New Council reaffirms LCEC franchise agreement proffer
Cape Coral’s newly voter reconfigured city council has reaffirmed a decision made by the previous board, agreeing Monday to bring a proposed franchise agreement directly to LCEC’s elected board of directors.
Council unanimously instructed City Manager John Szerlag and two representatives from the Council For Progress, a business group working with both sides, to present the draft franchise agreement and related memorandum of understanding to the electric co-op’s board.
The city’s administration and Council For Progress membership have endorsed the draft proposals; LCEC’s administrative staff has rejected the documents as tendered.
Szerlag will now present the documents to LCEC on Dec. 20.
And if the co-operative, which has been operating without a franchise agreement after the last 30-year contract expired last year, doesn’t accept the deal, the city will consider legal options, city officials said.
Despite the on-again, off-again, often contentious negotiation process that once had the city appealing to the Florida Public Service Commission, that’s a course of action neither side says it wants.
“A lawsuit does not benefit either party. The residents would be footing the bill on both sides,” Mayor Joe Coviello said. “They’re paying the rates to LCEC and paying taxes to the city. I’d rather sit at the table and hammer out an agreement that works for both sides.”
Karen Ryan, LCEC spokesperson, took a similar view.
However, the deal on the table is not one the co-op can accept, she said, adding the utility has already read the city’s draft franchise agreement and memorandum of understanding and the board plans to reject it.
“We’re disappointed the city has taken that stance. Over the last two years there have been many attorneys, consultants involved in it, not to mention city and LCEC staff. Millions has already been spent on this.” Ryan said. “We’re at an impasse. We do not think the city’s agreement is in the best interest of our customers.”
Brian Rist and Joe Mazurkiewicz of the Council For Progress, which has been the facilitator during the most recent talks, spoke to the Council Monday about getting the best deal they can for the city and not tying the hands of a future council 20 years down the road, since they don’t know what will happen.
Mazurkiewicz said that most of what they did was talk in a philosophical nature about what both sides wanted and not actually negotiate.
“We listened to both sides and established our positions. There were 31 issues and we talked the city away from 19 of them,” Mazurkiewicz said. “The city moved to the recommendations that we made.”
Mazurkiewicz said that many of the recommendations would not be costly to LCEC, with the exception of street lighting. He also said the main issue is the ability to get new technology to the Cape in the event it becomes available and makes electric generation less expensive.
Coviello said technology is especially important.
“Technology is an unknown. The cost of providing electrical service in the future might come down based on that, but it’s hard to predict what it will be in the next 10 to 20 years,” Coviello said.
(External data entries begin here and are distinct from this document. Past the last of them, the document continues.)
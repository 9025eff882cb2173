// animfit/src/processors/mod.rs
mod batch;
mod compressor;
mod loader;
mod resizer;

pub use batch::{BatchProcessor, BatchStats, DEFAULT_MEMORY_BUDGET_MB};
pub use compressor::Compressor;
pub use loader::Loader;
pub use resizer::Resizer;

use crate::core::{Color, ImageMetadata, OptimizerConfig, Result};
use std::path::Path;

/// Asset-level operations the pipeline is built on.
///
/// Every transform reads `src` and writes a new asset to `dst`; inputs are
/// never modified in place.
pub trait ImageOps: Send + Sync {
    fn probe(&self, asset: &Path) -> Result<ImageMetadata>;

    fn resize(&self, src: &Path, dst: &Path, width: u32, height: u32) -> Result<()>;

    fn recolor(&self, src: &Path, dst: &Path, colors: u16) -> Result<()>;

    fn pad_canvas(&self, src: &Path, dst: &Path, width: u32, height: u32, fill: Color) -> Result<()>;

    fn sample_frames(&self, src: &Path, dst: &Path, indices: &[usize]) -> Result<()>;

    fn dominant_edge_color(&self, asset: &Path) -> Result<Color>;
}

/// GIF implementation of [`ImageOps`] on top of the `image` and `gif` crates.
pub struct GifOps {
    loader: Loader,
    resizer: Resizer,
    compressor: Compressor,
}

impl GifOps {
    pub fn new(config: &OptimizerConfig) -> Self {
        let (max_w, max_h) = config.max_canvas;
        Self {
            loader: Loader::new().with_max_dimensions(max_w, max_h),
            resizer: Resizer::new(config.algorithm),
            compressor: Compressor::new(256).with_speed(config.encoder_speed),
        }
    }

    /// Encoder capped at the palette size `src` already uses, so
    /// re-encoding never widens a reduced palette.
    fn encoder_for(&self, src: &Path, colors: u16) -> Result<Compressor> {
        let current = self.loader.palette_colors(src)?;
        Ok(self.compressor.with_colors(colors.min(current)))
    }
}

impl Default for GifOps {
    fn default() -> Self {
        Self::new(&OptimizerConfig::default())
    }
}

impl ImageOps for GifOps {
    fn probe(&self, asset: &Path) -> Result<ImageMetadata> {
        self.loader.probe(asset)
    }

    fn resize(&self, src: &Path, dst: &Path, width: u32, height: u32) -> Result<()> {
        let frames = self.loader.load_frames(src)?;
        let resized = self.resizer.resize_frames(frames, width, height);
        self.encoder_for(src, 256)?.save_frames(resized, dst)
    }

    fn recolor(&self, src: &Path, dst: &Path, colors: u16) -> Result<()> {
        let frames = self.loader.load_frames(src)?;
        self.encoder_for(src, colors)?.save_frames(frames, dst)
    }

    fn pad_canvas(&self, src: &Path, dst: &Path, width: u32, height: u32, fill: Color) -> Result<()> {
        let frames = self.loader.load_frames(src)?;
        let padded = self.resizer.pad_frames(frames, width, height, fill);
        self.encoder_for(src, 256)?.save_frames(padded, dst)
    }

    fn sample_frames(&self, src: &Path, dst: &Path, indices: &[usize]) -> Result<()> {
        let frames = self.loader.load_frames(src)?;
        let sampled = loader::select_frames(frames, indices)?;
        self.encoder_for(src, 256)?.save_frames(sampled, dst)
    }

    fn dominant_edge_color(&self, asset: &Path) -> Result<Color> {
        let first = self.loader.load_first_frame(asset)?;
        Ok(self.resizer.edge_color(&first))
    }
}
// animfit/src/core/processor.rs
use super::{
    CancelToken, FailureReason, ImageMetadata, OptimizationReport, OptimizationRequest,
    OptimizationResult, OptimizeError, PipelineState, ResizeAlgorithm, Result,
};
use crate::pipeline::{default_stages, Artifact, MetadataProbe, Scratch, Stage, StageContext, StageOutcome};
use crate::processors::{GifOps, ImageOps};
use std::path::{Path, PathBuf};
use std::sync::Arc;
use std::time::Instant;
use uuid::Uuid;

#[derive(Debug, Clone)]
pub struct OptimizerConfig {
    pub algorithm: ResizeAlgorithm,
    /// Parent directory for per-request scratch directories. Defaults to the
    /// system temp dir.
    pub scratch_root: Option<PathBuf>,
    pub encoder_speed: i32,
    pub max_canvas: (u32, u32),
}

impl Default for OptimizerConfig {
    fn default() -> Self {
        Self {
            algorithm: ResizeAlgorithm::Lanczos3,
            scratch_root: None,
            encoder_speed: 10,
            max_canvas: (16_384, 16_384),
        }
    }
}

impl OptimizerConfig {
    pub fn validate(&self) -> Result<()> {
        if !(1..=30).contains(&self.encoder_speed) {
            return Err(OptimizeError::Validation(
                "Encoder speed must be between 1 and 30".to_string(),
            ));
        }

        let (max_w, max_h) = self.max_canvas;
        if max_w == 0 || max_h == 0 {
            return Err(OptimizeError::Validation(
                "Maximum canvas must be positive".to_string(),
            ));
        }

        Ok(())
    }
}

/// Runs requests through probe, the stage list and the final hand-off.
///
/// Each call is independent: it gets its own request id and scratch
/// directory, so one `Optimizer` can serve many threads at once.
pub struct Optimizer {
    config: OptimizerConfig,
    ops: Arc<dyn ImageOps>,
    stages: Vec<Box<dyn Stage>>,
}

impl Optimizer {
    pub fn new(config: OptimizerConfig) -> Self {
        let ops: Arc<dyn ImageOps> = Arc::new(GifOps::new(&config));
        Self::with_ops(config, ops)
    }

    pub fn with_ops(config: OptimizerConfig, ops: Arc<dyn ImageOps>) -> Self {
        Self {
            config,
            ops,
            stages: default_stages(),
        }
    }

    pub fn with_stages(mut self, stages: Vec<Box<dyn Stage>>) -> Self {
        self.stages = stages;
        self
    }

    pub fn probe(&self, asset: &Path) -> Result<ImageMetadata> {
        MetadataProbe::probe(self.ops.as_ref(), asset)
    }

    pub fn optimize(&self, request: &OptimizationRequest) -> Result<OptimizationReport> {
        self.optimize_with_cancel(request, &CancelToken::new())
    }

    pub fn optimize_with_cancel(
        &self,
        request: &OptimizationRequest,
        cancel: &CancelToken,
    ) -> Result<OptimizationReport> {
        request.validate()?;

        let request_id = Uuid::new_v4();
        let started = Instant::now();
        let mut tracker = StateTracker::new(request_id);

        log::info!(
            "[{}] optimizing {} (budget {} bytes)",
            request_id,
            request.source.display(),
            request.max_size_bytes
        );

        let run = self.run(request, cancel, request_id, &mut tracker);

        match &run {
            Ok((original, result)) => log::info!(
                "[{}] finished as {} in {:.2?} ({} bytes originally): {:?}",
                request_id,
                tracker.state(),
                started.elapsed(),
                original.size_bytes,
                result
            ),
            Err(e) => {
                tracker.fail();
                log::error!("[{}] failed after {:.2?}: {}", request_id, started.elapsed(), e);
            }
        }

        let (original, result) = run?;
        Ok(OptimizationReport {
            request_id,
            original,
            result,
            states: tracker.into_history(),
        })
    }

    fn run(
        &self,
        request: &OptimizationRequest,
        cancel: &CancelToken,
        request_id: Uuid,
        tracker: &mut StateTracker,
    ) -> Result<(ImageMetadata, OptimizationResult)> {
        let original = MetadataProbe::probe(self.ops.as_ref(), &request.source)?;
        tracker.advance(PipelineState::Probed)?;
        log::debug!("[{}] original {:?}", request_id, original);

        // Dropping the scratch store on any path below deletes every
        // intermediate that was not persisted.
        let mut scratch = Scratch::new(self.config.scratch_root.as_deref(), request_id)?;
        let start = Artifact {
            path: request.source.clone(),
            metadata: original,
        };
        let mut last = original;

        let outcome = self.run_stages(request, cancel, &mut scratch, tracker, start, &mut last);

        let result = match outcome {
            Ok(StageOutcome::Complete(artifact)) => {
                if artifact.metadata.size_bytes > request.max_size_bytes {
                    return Err(OptimizeError::Processing(format!(
                        "Completed artifact is {} bytes, over the {} byte budget",
                        artifact.metadata.size_bytes, request.max_size_bytes
                    )));
                }
                scratch.persist(&artifact.path, &request.output)?;
                tracker.advance(PipelineState::Done)?;
                OptimizationResult::Success {
                    output: request.output.clone(),
                    metadata: artifact.metadata,
                }
            }
            Ok(StageOutcome::Halt(result)) => {
                if matches!(result, OptimizationResult::Failed { .. }) {
                    tracker.advance(PipelineState::Failed)?;
                }
                result
            }
            Ok(StageOutcome::Continue(artifact)) => {
                // Every stage handed on without finishing the job.
                tracker.advance(PipelineState::Failed)?;
                OptimizationResult::Failed {
                    reason: FailureReason::BudgetUnreachable,
                    best_achieved_size_bytes: artifact.metadata.size_bytes,
                    frame_count: artifact.metadata.frame_count,
                }
            }
            Err(OptimizeError::Cancelled) => {
                log::warn!("[{}] cancelled in state {}", request_id, tracker.state());
                tracker.advance(PipelineState::Failed)?;
                OptimizationResult::Failed {
                    reason: FailureReason::Cancelled,
                    best_achieved_size_bytes: last.size_bytes,
                    frame_count: last.frame_count,
                }
            }
            Err(e) => return Err(e),
        };

        Ok((original, result))
    }

    fn run_stages(
        &self,
        request: &OptimizationRequest,
        cancel: &CancelToken,
        scratch: &mut Scratch,
        tracker: &mut StateTracker,
        start: Artifact,
        last: &mut ImageMetadata,
    ) -> Result<StageOutcome> {
        let mut current = start;

        for stage in &self.stages {
            cancel.check()?;

            if let Some(state) = stage.entry_state() {
                tracker.advance(state)?;
            }

            log::debug!("[{}] running {}", tracker.request_id, stage.name());

            let mut ctx = StageContext {
                ops: self.ops.as_ref(),
                request,
                scratch: &mut *scratch,
                cancel,
            };

            match stage.attempt(&mut ctx, current)? {
                StageOutcome::Continue(next) => {
                    *last = next.metadata;
                    tracker.advance(stage.exit_state())?;
                    current = next;
                }
                StageOutcome::Complete(done) => {
                    *last = done.metadata;
                    tracker.advance(stage.exit_state())?;
                    return Ok(StageOutcome::Complete(done));
                }
                halt @ StageOutcome::Halt(_) => return Ok(halt),
            }
        }

        Ok(StageOutcome::Continue(current))
    }
}

/// Records the forward-only walk through [`PipelineState`].
struct StateTracker {
    request_id: Uuid,
    history: Vec<PipelineState>,
}

impl StateTracker {
    fn new(request_id: Uuid) -> Self {
        Self {
            request_id,
            history: vec![PipelineState::Init],
        }
    }

    fn state(&self) -> PipelineState {
        self.history.last().copied().unwrap_or(PipelineState::Init)
    }

    /// Re-entering the current state is a no-op.
    fn advance(&mut self, next: PipelineState) -> Result<()> {
        let current = self.state();
        if current == next {
            return Ok(());
        }

        if !current.can_advance_to(next) {
            return Err(OptimizeError::InvalidTransition {
                from: current,
                to: next,
            });
        }

        log::debug!("[{}] {} -> {}", self.request_id, current, next);
        self.history.push(next);
        Ok(())
    }

    fn fail(&mut self) {
        if !self.state().is_terminal() {
            self.history.push(PipelineState::Failed);
        }
    }

    fn into_history(self) -> Vec<PipelineState> {
        self.history
    }
}
// animfit/src/pipeline/sampler.rs
use super::{Artifact, Stage, StageContext, StageOutcome};
use crate::core::{FailureReason, OptimizationResult, OptimizeError, PipelineState, Result};

pub const DEFAULT_KEEP_PERCENT: u32 = 85;

/// Frame indices kept by one sampling pass, or `None` when the pass could
/// not lower the frame count.
///
/// Aims for `floor(n * keep_percent / 100)` frames and takes every
/// `ceil(n / keep)`-th frame starting at 0, so the selection is
/// deterministic and keeps playback order.
pub fn sampling_indices(frame_count: u32, keep_percent: u32) -> Option<Vec<usize>> {
    let n = frame_count as usize;
    let keep = n * keep_percent as usize / 100;
    if keep == 0 || keep >= n {
        return None;
    }

    let step = (n + keep - 1) / keep;
    Some((0..n).step_by(step).collect())
}

/// Drops frames pass by pass until the budget is met or one frame is left.
pub struct FrameSampler {
    keep_percent: u32,
}

impl FrameSampler {
    pub fn new(keep_percent: u32) -> Self {
        Self {
            keep_percent: keep_percent.clamp(1, 99),
        }
    }

    fn unreachable(artifact: &Artifact, best_size: u64) -> StageOutcome {
        StageOutcome::Halt(OptimizationResult::Failed {
            reason: FailureReason::BudgetUnreachable,
            best_achieved_size_bytes: best_size,
            frame_count: artifact.metadata.frame_count,
        })
    }
}

impl Default for FrameSampler {
    fn default() -> Self {
        Self::new(DEFAULT_KEEP_PERCENT)
    }
}

impl Stage for FrameSampler {
    fn name(&self) -> &'static str {
        "frame-sampler"
    }

    fn exit_state(&self) -> PipelineState {
        PipelineState::FrameReducing
    }

    fn attempt(&self, ctx: &mut StageContext<'_>, input: Artifact) -> Result<StageOutcome> {
        let budget = ctx.budget();

        if input.metadata.size_bytes <= budget {
            return Ok(StageOutcome::Complete(input));
        }

        if input.metadata.frame_count <= 2 {
            log::warn!(
                "Only {} frame(s); dropping frames cannot reach {} bytes",
                input.metadata.frame_count,
                budget
            );
            let best = input.metadata.size_bytes;
            return Ok(Self::unreachable(&input, best));
        }

        let mut current = input;
        let mut best_size = current.metadata.size_bytes;

        while current.metadata.size_bytes > budget && current.metadata.frame_count > 1 {
            ctx.cancel.check()?;

            let indices = match sampling_indices(current.metadata.frame_count, self.keep_percent) {
                Some(indices) => indices,
                None => break,
            };

            let src = current.path.clone();
            let label = format!("frames-{}", indices.len());
            let next = ctx.derive(&label, |ops, dst| ops.sample_frames(&src, dst, &indices))?;

            if next.metadata.frame_count as usize != indices.len() {
                return Err(OptimizeError::Processing(format!(
                    "Sampling kept {} frames, expected {}",
                    next.metadata.frame_count,
                    indices.len()
                )));
            }

            log::info!(
                "Sampled {} -> {} frames: {} bytes (budget {})",
                current.metadata.frame_count,
                next.metadata.frame_count,
                next.metadata.size_bytes,
                budget
            );

            ctx.scratch.discard(&current.path);
            best_size = best_size.min(next.metadata.size_bytes);
            current = next;
        }

        if current.metadata.size_bytes <= budget {
            return Ok(StageOutcome::Complete(current));
        }

        log::warn!(
            "Budget of {} bytes unreachable; best was {} bytes at {} frame(s)",
            budget,
            best_size,
            current.metadata.frame_count
        );
        ctx.scratch.discard(&current.path);
        Ok(Self::unreachable(&current, best_size))
    }
}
Ryan said it’s that unknown entity that prevents LCEC from agreeing with that provision.
“We put in automated meters in 2003 when many companies didn’t have them. We’ve had net metering for solar power for three years,” Ryan said. “This is our business. We’re connected with new technology. If it makes sense for our customers, we will implement it. We can’t agree on something if it’s vague or we don’t know what it means.”
The original 30-year franchise agreement between the city and LCEC expired last Sept. 30, with negotiations becoming very testy before and after the expiration of the agreement. Currently, LCEC is working under the terms of the initial agreement and will do so until a new deal can be consummated.
Negotiations have been far from cordial. The city filed a complaint last year with the Florida Public Service Commission which sought a cost of service study and examination on LCEC’s rate structure, which was withdrawn by the city “as a show of good faith at the negotiating table.”
According to the terms of the proposals to be presented, the city seeks a 20-year term with a 10-year option to renew if there’s no agreement default. LCEC wants a straight 30-year agreement with a buyout option.
The city also wants a 3 percent franchise fee the first year, which can increase to 4.5 percent in the first five years and 6 percent after. It also wants an audit of franchise fees every three years as opposed to every five from LCEC, an 85 percent reliability rate and a bulk rate for the city for streetlights.
LCEC has countered with it’s latest offer and the three agreements LCEC has with Marco Island, Sanibel and Lee County. The city can pick one and it will be over, Ryan said.